Oireachtas Joint and Select Committees
Thursday, 7 December 2017
Public Accounts Committee
Comptroller and Auditor General 2016 Report
Chapter 16: Regularity of Social Welfare Payments
Chapter 17: Management of Social Welfare Overpayments
Chapter 18: Department Reviews of welfare Schemes, Social Welfare Appeals Process, Social Insurance Fund
9:00 am
Ms Joan Gordon:
The regulations favour a summary decision in that they stipulate that an appeals officer may decide an appeal on a summary basis unless he or she considers an oral hearing to be necessary. I have a preference for summary hearings because they are more efficient, but when a person asks for an oral hearing, he or she will usually get it.
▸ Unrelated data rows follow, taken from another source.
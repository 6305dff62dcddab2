use centrisieve::centrifuge::NameTable;
use centrisieve::resolve::resolve_selectors;
use std::collections::HashSet;

fn sample_table() -> NameTable {
    NameTable::from_entries([
        ("Homo sapiens", "9606"),
        ("Mus musculus", "10090"),
        ("Musca domestica", "7370"),
        ("mus", "862507"),
    ])
}

fn ids(items: &[&str]) -> HashSet<String> {
    items.iter().map(|s| s.to_string()).collect()
}

#[test]
fn known_numeric_token_resolves_to_itself() {
    let got = resolve_selectors("9606", &sample_table(), false);
    assert_eq!(got, ids(&["9606"]));
}

#[test]
fn unknown_numeric_token_contributes_nothing() {
    let got = resolve_selectors("12345", &sample_table(), false);
    assert!(got.is_empty());
}

#[test]
fn exact_name_resolves_to_its_id() {
    let got = resolve_selectors("homo sapiens", &sample_table(), false);
    assert_eq!(got, ids(&["9606"]));
}

#[test]
fn tokens_are_case_folded() {
    let got = resolve_selectors("HOMO SAPIENS", &sample_table(), false);
    assert_eq!(got, ids(&["9606"]));
}

#[test]
fn pattern_token_matches_every_prefixed_name() {
    // "mus" is simultaneously an exact name and a prefix of "mus musculus";
    // both strategies contribute, and "musca domestica" joins via the pattern
    let got = resolve_selectors("mus", &sample_table(), false);
    assert_eq!(got, ids(&["862507", "10090", "7370"]));
}

#[test]
fn pattern_matching_is_prefix_anchored() {
    // "sapiens" occurs inside "homo sapiens" but not at the start
    let got = resolve_selectors("sapiens", &sample_table(), false);
    assert!(got.is_empty());
}

#[test]
fn regex_alternation_is_honored() {
    let got = resolve_selectors("homo|musca", &sample_table(), false);
    assert_eq!(got, ids(&["9606", "7370"]));
}

#[test]
fn tokens_union_across_the_selector() {
    let got = resolve_selectors("9606 , musca", &sample_table(), false);
    assert_eq!(got, ids(&["9606", "7370"]));
}

#[test]
fn unmatched_token_does_not_poison_the_rest() {
    let got = resolve_selectors("no such taxon,homo sapiens", &sample_table(), false);
    assert_eq!(got, ids(&["9606"]));
}

#[test]
fn empty_selector_yields_empty_set() {
    assert!(resolve_selectors("", &sample_table(), false).is_empty());
    assert!(resolve_selectors("   ", &sample_table(), false).is_empty());
}

#[test]
fn stray_commas_are_ignored() {
    let got = resolve_selectors("homo sapiens,,", &sample_table(), false);
    assert_eq!(got, ids(&["9606"]));
}

#[test]
fn invalid_regex_token_is_not_fatal() {
    let got = resolve_selectors("(unclosed,homo sapiens", &sample_table(), false);
    assert_eq!(got, ids(&["9606"]));
}
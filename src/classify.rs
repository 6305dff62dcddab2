use std::collections::HashSet;

#[derive(Clone, Copy, Debug, PartialEq, Eq)]
pub enum Decision {
    Taken,
    Excluded,
    Skipped,
}

#[derive(Debug)]
pub struct TaxonFilter {
    pub take: HashSet<String>,
    pub exclude: HashSet<String>,
}

impl TaxonFilter {
    pub fn new(take: HashSet<String>, exclude: HashSet<String>) -> Self {
        Self { take, exclude }
    }

    // Precedence: invalid taxID skips, exclude beats take, an empty take set
    // passes everything else through.
    pub fn decide(&self, tax_id: &str) -> Decision {
        if !is_valid_tax_id(tax_id) {
            return Decision::Skipped;
        }
        if self.exclude.contains(tax_id) {
            return Decision::Excluded;
        }
        if self.take.is_empty() || self.take.contains(tax_id) {
            return Decision::Taken;
        }
        Decision::Skipped
    }
}

// ASCII digits only and numerically >= 1, checked without integer parsing so
// arbitrarily long digit strings behave like unbounded ints ("007" is valid,
// "000" is not).
pub fn is_valid_tax_id(tax_id: &str) -> bool {
    !tax_id.is_empty()
        && tax_id.bytes().all(|b| b.is_ascii_digit())
        && tax_id.bytes().any(|b| b != b'0')
}
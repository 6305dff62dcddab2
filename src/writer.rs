use crate::fastx::ReadRecord;
use anyhow::{Context, Result};
use flate2::Compression;
use flate2::write::GzEncoder;
use std::fs::{self, File};
use std::io::{BufWriter, Write};
use std::path::Path;

pub fn open_writer(path: &Path) -> Result<Box<dyn Write>> {
    if let Some(parent) = path.parent()
        && !parent.as_os_str().is_empty()
    {
        fs::create_dir_all(parent)
            .with_context(|| format!("failed to create {}", parent.display()))?;
    }

    let file =
        File::create(path).with_context(|| format!("failed to create {}", path.display()))?;
    let buffered = BufWriter::new(file);

    if path.extension().is_some_and(|ext| ext == "gz") {
        Ok(Box::new(GzEncoder::new(buffered, Compression::default())))
    } else {
        Ok(Box::new(buffered))
    }
}

// Records keep their own format: FASTA without qualities, FASTQ with.
pub fn write_record(writer: &mut dyn Write, record: &ReadRecord) -> Result<()> {
    match &record.qual {
        None => {
            writer.write_all(b">")?;
            writer.write_all(&record.id)?;
            writer.write_all(b"\n")?;
            writer.write_all(&record.seq)?;
            writer.write_all(b"\n")?;
        }
        Some(qual) => {
            writer.write_all(b"@")?;
            writer.write_all(&record.id)?;
            writer.write_all(b"\n")?;
            writer.write_all(&record.seq)?;
            writer.write_all(b"\n+\n")?;
            writer.write_all(qual)?;
            writer.write_all(b"\n")?;
        }
    }

    Ok(())
}
use anyhow::{Context, Result};
use needletail::parse_fastx_file;
use std::path::Path;

#[derive(Clone, Debug)]
pub struct ReadRecord {
    pub id: Vec<u8>,
    pub seq: Vec<u8>,
    pub qual: Option<Vec<u8>>,
}

impl ReadRecord {
    // First whitespace-delimited header field, the name Centrifuge reports
    // key reads by.
    pub fn name(&self) -> &[u8] {
        self.id
            .split(|b| b.is_ascii_whitespace())
            .next()
            .unwrap_or(&self.id)
    }
}

pub fn for_each_record<F>(path: &Path, mut f: F) -> Result<()>
where
    F: FnMut(ReadRecord) -> Result<()>,
{
    let mut reader = parse_fastx_file(path)
        .with_context(|| format!("failed to open input file {}", path.display()))?;

    while let Some(record) = reader.next() {
        let record = record.with_context(|| format!("failed to parse {}", path.display()))?;
        f(ReadRecord {
            id: record.id().to_vec(),
            seq: record.seq().as_ref().to_vec(),
            qual: record.qual().map(|q| q.to_vec()),
        })?;
    }

    Ok(())
}
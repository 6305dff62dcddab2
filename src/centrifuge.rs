use anyhow::{Context, Result, bail};
use std::collections::{HashMap, HashSet};
use std::fs;
use std::path::{Path, PathBuf};

#[derive(Debug, Default)]
pub struct NameTable {
    name_to_id: HashMap<String, String>,
    known_ids: HashSet<String>,
}

impl NameTable {
    pub fn load(path: &Path) -> Result<Self> {
        let text = fs::read_to_string(path)
            .with_context(|| format!("failed to read {}", path.display()))?;
        let mut lines = text.lines();
        let header = lines
            .next()
            .with_context(|| format!("{} is empty", path.display()))?;
        let (name_col, id_col) = required_columns(header, "name", "taxID", path)?;

        let mut name_to_id = HashMap::new();
        for line in lines {
            if line.trim().is_empty() {
                continue;
            }
            let fields: Vec<&str> = line.split('\t').collect();
            let (Some(name), Some(id)) = (fields.get(name_col), fields.get(id_col)) else {
                continue;
            };
            if name.is_empty() || id.is_empty() {
                continue;
            }
            // duplicate names: last row wins
            name_to_id.insert(name.to_lowercase(), (*id).to_string());
        }

        Ok(Self::from_map(name_to_id))
    }

    pub fn from_entries<I, S>(entries: I) -> Self
    where
        I: IntoIterator<Item = (S, S)>,
        S: Into<String>,
    {
        let name_to_id = entries
            .into_iter()
            .map(|(name, id)| (name.into().to_lowercase(), id.into()))
            .collect();
        Self::from_map(name_to_id)
    }

    fn from_map(name_to_id: HashMap<String, String>) -> Self {
        let known_ids = name_to_id.values().cloned().collect();
        Self {
            name_to_id,
            known_ids,
        }
    }

    pub fn id_for_name(&self, name: &str) -> Option<&str> {
        self.name_to_id.get(name).map(String::as_str)
    }

    pub fn is_known_id(&self, id: &str) -> bool {
        self.known_ids.contains(id)
    }

    pub fn names(&self) -> impl Iterator<Item = (&str, &str)> {
        self.name_to_id
            .iter()
            .map(|(name, id)| (name.as_str(), id.as_str()))
    }

    pub fn len(&self) -> usize {
        self.name_to_id.len()
    }

    pub fn is_empty(&self) -> bool {
        self.name_to_id.is_empty()
    }

    // Lossy: names sharing a taxID collide and an arbitrary one survives.
    // Diagnostic display only, never matching logic.
    pub fn invert(&self) -> HashMap<String, String> {
        self.name_to_id
            .iter()
            .map(|(name, id)| (id.clone(), name.clone()))
            .collect()
    }
}

pub fn name_table_path(sum_file: &Path) -> Result<PathBuf> {
    if sum_file.extension().is_none_or(|ext| ext != "sum") {
        bail!(
            "--summary ({}) does not end with \".sum\"",
            sum_file.display()
        );
    }

    let tsv_file = sum_file.with_extension("tsv");
    if !tsv_file.is_file() {
        bail!("cannot find expected TSV file ({})", tsv_file.display());
    }

    Ok(tsv_file)
}

pub fn load_assignments(sum_file: &Path) -> Result<HashMap<String, String>> {
    let text = fs::read_to_string(sum_file)
        .with_context(|| format!("failed to read {}", sum_file.display()))?;
    let mut lines = text.lines();
    let header = lines
        .next()
        .with_context(|| format!("{} is empty", sum_file.display()))?;
    let (read_col, id_col) = required_columns(header, "readID", "taxID", sum_file)?;

    let mut read_to_tax = HashMap::new();
    for line in lines {
        if line.trim().is_empty() {
            continue;
        }
        let fields: Vec<&str> = line.split('\t').collect();
        let (Some(read_id), Some(tax_id)) = (fields.get(read_col), fields.get(id_col)) else {
            continue;
        };
        if read_id.is_empty() {
            continue;
        }
        // taxIDs stay opaque here; validity is checked at classification time
        read_to_tax.insert((*read_id).to_string(), (*tax_id).to_string());
    }

    Ok(read_to_tax)
}

fn required_columns(header: &str, first: &str, second: &str, path: &Path) -> Result<(usize, usize)> {
    let columns: Vec<&str> = header.split('\t').map(str::trim).collect();

    let index_of = |wanted: &str| -> Result<usize> {
        columns
            .iter()
            .position(|c| *c == wanted)
            .with_context(|| format!("{} is missing required column \"{wanted}\"", path.display()))
    };

    Ok((index_of(first)?, index_of(second)?))
}
#![allow(dead_code)]

use anyhow::{Context, Result};
use std::fs;
use std::path::Path;

pub fn write_fasta(path: &Path, records: &[(&str, &str)]) -> Result<()> {
    let mut out = String::new();
    for (id, seq) in records {
        out.push('>');
        out.push_str(id);
        out.push('\n');
        out.push_str(seq);
        out.push('\n');
    }
    fs::write(path, out).with_context(|| format!("failed to write {}", path.display()))?;
    Ok(())
}

pub fn write_fastq(path: &Path, records: &[(&str, &str, &str)]) -> Result<()> {
    let mut out = String::new();
    for (id, seq, qual) in records {
        out.push('@');
        out.push_str(id);
        out.push('\n');
        out.push_str(seq);
        out.push_str("\n+\n");
        out.push_str(qual);
        out.push('\n');
    }
    fs::write(path, out).with_context(|| format!("failed to write {}", path.display()))?;
    Ok(())
}

// Centrifuge-style .tsv name report with extra columns the parser must skip.
pub fn write_tsv(path: &Path, rows: &[(&str, &str)]) -> Result<()> {
    let mut out = String::from("name\ttaxID\ttaxRank\tgenomeSize\n");
    for (name, tax_id) in rows {
        out.push_str(&format!("{name}\t{tax_id}\tspecies\t0\n"));
    }
    fs::write(path, out).with_context(|| format!("failed to write {}", path.display()))?;
    Ok(())
}

// Centrifuge-style .sum classification report, one row per read.
pub fn write_sum(path: &Path, rows: &[(&str, &str)]) -> Result<()> {
    let mut out = String::from("readID\tseqID\ttaxID\tscore\n");
    for (read_id, tax_id) in rows {
        out.push_str(&format!("{read_id}\tcid|{tax_id}\t{tax_id}\t100\n"));
    }
    fs::write(path, out).with_context(|| format!("failed to write {}", path.display()))?;
    Ok(())
}
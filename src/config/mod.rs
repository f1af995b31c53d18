pub mod enums;
pub mod schema;
pub mod settings;
pub mod source;
pub mod validators;

pub use enums::{DeviceType, Environment, LogLevel, ModelSize, StorageProvider};
pub use settings::{AiServiceSettings, Secret};
pub use source::EnvSource;
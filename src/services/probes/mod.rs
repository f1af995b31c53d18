//! One-shot reachability checks against the service's external dependencies.
//!
//! Probes are advisory: each one logs its outcome and returns a status, none
//! of them can fail startup. Every probe is bounded by `PROBE_TIMEOUT_SECS`.

pub mod accelerator;
pub mod database;
pub mod queue;
pub mod storage;

use std::fmt;
use std::future::Future;
use std::time::Duration;

use serde::Serialize;
use tracing::info;

use crate::config::AiServiceSettings;
use crate::error::{AppError, AppResult};

pub use accelerator::{AcceleratorProbe, AcceleratorRuntime, AcceleratorStatus, NvidiaSmi, probe_accelerator};
pub use database::probe_database;
pub use queue::probe_queue;
pub use storage::probe_storage;

#[derive(Clone, Copy, Debug, Default, PartialEq, Eq, Serialize)]
pub struct ProbeReport {
    pub queue: bool,
    pub database: bool,
    pub storage: bool,
    pub accelerator: bool,
}

impl ProbeReport {
    pub fn all_ok(&self) -> bool {
        self.queue && self.database && self.storage && self.accelerator
    }
}

impl fmt::Display for ProbeReport {
    fn fmt(&self, f: &mut fmt::Formatter<'_>) -> fmt::Result {
        let mark = |ok: bool| if ok { "ok" } else { "unavailable" };
        write!(
            f,
            "Redis: {}, DB: {}, Storage: {}, GPU: {}",
            mark(self.queue),
            mark(self.database),
            mark(self.storage),
            mark(self.accelerator)
        )
    }
}

pub(crate) fn probe_timeout(settings: &AiServiceSettings) -> Duration {
    Duration::from_secs(settings.sandbox.probe_timeout_secs)
}

/// Runs `fut`, turning an elapsed deadline into an external-service error.
pub(crate) async fn with_timeout<T, F>(what: &str, timeout: Duration, fut: F) -> AppResult<T>
where
    F: Future<Output = AppResult<T>>,
{
    match tokio::time::timeout(timeout, fut).await {
        Ok(result) => result,
        Err(_) => Err(AppError::External(format!(
            "{} did not respond within {}s",
            what,
            timeout.as_secs()
        ))),
    }
}

/// Runs the network probes one after another and folds in the accelerator result.
/// A failing probe never stops the next one.
pub async fn run_connectivity_probes(settings: &AiServiceSettings, accelerator: &AcceleratorProbe) -> ProbeReport {
    let queue = probe_queue(settings).await;
    let database = probe_database(settings).await;
    let storage = probe_storage(settings).await;

    let report = ProbeReport {
        queue,
        database,
        storage,
        accelerator: accelerator.ok,
    };
    info!("Connection status - {}", report);

    report
}

#[cfg(test)]
mod tests {
    use super::*;
    use crate::config::EnvSource;

    #[test]
    fn test_report_summary_line() {
        let report = ProbeReport {
            queue: true,
            database: false,
            storage: true,
            accelerator: false,
        };
        assert_eq!(
            report.to_string(),
            "Redis: ok, DB: unavailable, Storage: ok, GPU: unavailable"
        );
        assert!(!report.all_ok());
    }

    #[tokio::test]
    async fn test_with_timeout_reports_elapsed_deadline() {
        let result: AppResult<()> = with_timeout("slow dependency", Duration::from_millis(10), async {
            tokio::time::sleep(Duration::from_secs(5)).await;
            Ok(())
        })
        .await;

        match result {
            Err(AppError::External(message)) => assert!(message.contains("slow dependency")),
            other => panic!("unexpected result: {:?}", other),
        }
    }

    #[tokio::test]
    async fn test_connectivity_report_keeps_accelerator_result() {
        let source = EnvSource::from_pairs([
            ("REDIS_URL", "redis://127.0.0.1:1"),
            ("MINIO_ENDPOINT", "127.0.0.1:1"),
            ("PROBE_TIMEOUT_SECS", "2"),
        ]);
        let settings = AiServiceSettings::from_source(&source).unwrap();
        let accelerator = AcceleratorProbe {
            ok: true,
            status: Some(AcceleratorStatus::Available { device_count: 1 }),
        };

        let report = run_connectivity_probes(&settings, &accelerator).await;

        assert_eq!(
            report,
            ProbeReport {
                queue: false,
                database: false,
                storage: false,
                accelerator: true,
            }
        );
    }
}
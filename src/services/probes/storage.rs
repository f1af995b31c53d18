use aws_config::BehaviorVersion;
use aws_sdk_s3::Client;
use aws_sdk_s3::config::retry::RetryConfig;
use aws_sdk_s3::config::{Credentials, Region};
use aws_sdk_s3::error::DisplayErrorContext;
use tracing::{debug, info, warn};

use super::{probe_timeout, with_timeout};
use crate::config::settings::{MinioConfig, S3Config};
use crate::config::{AiServiceSettings, StorageProvider};
use crate::error::{AppError, AppResult};

/// MinIO ignores the region, but the S3 signer needs one.
const MINIO_REGION: &str = "us-east-1";

/// Lists buckets on the configured object store. Providers without a remote
/// endpoint report false without trying.
pub async fn probe_storage(settings: &AiServiceSettings) -> bool {
    let timeout = probe_timeout(settings);
    let storage = &settings.storage;

    let (label, result) = match storage.provider {
        StorageProvider::Minio => (
            "MinIO",
            with_timeout("MinIO", timeout, list_buckets(minio_client(&storage.minio))).await,
        ),
        StorageProvider::S3 => (
            "S3",
            with_timeout("S3", timeout, async {
                let client = s3_client(&storage.s3).await;
                list_buckets(client).await
            })
            .await,
        ),
        other => {
            info!(provider = %other, "Storage provider has no connectivity check");
            return false;
        }
    };

    match result {
        Ok(bucket_count) => {
            info!(buckets = bucket_count, "{} connection validated", label);
            true
        }
        Err(e) => {
            warn!(error = %e, "{} connection failed", label);
            false
        }
    }
}

/// Endpoint URL for a MinIO `host:port`, honouring the TLS flag unless a scheme is already given.
pub fn minio_endpoint_url(config: &MinioConfig) -> String {
    if config.endpoint.contains("://") {
        return config.endpoint.clone();
    }
    let scheme = if config.use_ssl { "https" } else { "http" };
    format!("{}://{}", scheme, config.endpoint)
}

fn minio_client(config: &MinioConfig) -> Client {
    let credentials = Credentials::new(
        config.access_key.clone(),
        config.secret_key.expose().to_string(),
        None,
        None,
        "minio-settings",
    );

    let s3_config = aws_sdk_s3::config::Builder::new()
        .behavior_version(BehaviorVersion::latest())
        .region(Region::new(MINIO_REGION))
        .endpoint_url(minio_endpoint_url(config))
        .credentials_provider(credentials)
        .force_path_style(true)
        .retry_config(RetryConfig::disabled())
        .build();

    Client::from_conf(s3_config)
}

async fn s3_client(config: &S3Config) -> Client {
    let mut loader = aws_config::defaults(BehaviorVersion::latest())
        .region(Region::new(config.region.clone()))
        .retry_config(RetryConfig::disabled());

    // Fall back to the default credential chain when the keys are not configured
    if let (Some(access_key_id), Some(secret)) = (&config.access_key_id, &config.secret_access_key) {
        loader = loader.credentials_provider(Credentials::new(
            access_key_id.clone(),
            secret.expose().to_string(),
            None,
            None,
            "s3-settings",
        ));
    }

    let shared_config = loader.load().await;
    Client::new(&shared_config)
}

async fn list_buckets(client: Client) -> AppResult<usize> {
    let output = client
        .list_buckets()
        .send()
        .await
        .map_err(|e| AppError::External(format!("{}", DisplayErrorContext(&e))))?;

    let count = output.buckets().len();
    debug!(buckets = count, "Listed storage buckets");
    Ok(count)
}

#[cfg(test)]
mod tests {
    use super::*;
    use crate::config::EnvSource;

    fn settings(pairs: &[(&str, &str)]) -> AiServiceSettings {
        AiServiceSettings::from_source(&EnvSource::from_pairs(pairs.iter().copied())).unwrap()
    }

    #[test]
    fn test_minio_endpoint_url() {
        let plain = settings(&[]);
        assert_eq!(minio_endpoint_url(&plain.storage.minio), "http://localhost:9000");

        let tls = settings(&[("MINIO_USE_SSL", "true"), ("MINIO_ENDPOINT", "minio.internal:9443")]);
        assert_eq!(minio_endpoint_url(&tls.storage.minio), "https://minio.internal:9443");

        let explicit = settings(&[("MINIO_ENDPOINT", "http://minio:9000")]);
        assert_eq!(minio_endpoint_url(&explicit.storage.minio), "http://minio:9000");
    }

    #[tokio::test]
    async fn test_local_provider_is_not_probed() {
        assert!(!probe_storage(&settings(&[("STORAGE_PROVIDER", "local")])).await);
    }

    #[tokio::test]
    async fn test_unreachable_minio_returns_false() {
        let unreachable = settings(&[
            ("MINIO_ENDPOINT", "127.0.0.1:1"),
            ("PROBE_TIMEOUT_SECS", "2"),
        ]);
        assert!(!probe_storage(&unreachable).await);
    }
}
Sometimes, for example, people who have received a summary decision will come back and request an oral hearing because they have more evidence. In such cases, the request is inevitably allowed. The only circumstances in which I would not support the granting of an oral hearing is where there is nothing to be gained from having it. The legislation refers to legal provisions, qualifying contributions, means testing and so on. Sometimes there is nothing to be gained from an oral hearing because there is no possibility of further evidence being adduced. On the other hand, in the case of the medical-based schemes, for instance, as we have discussed, an appellant may well have additional evidence or may want to bring evidence verbally to an oral hearing.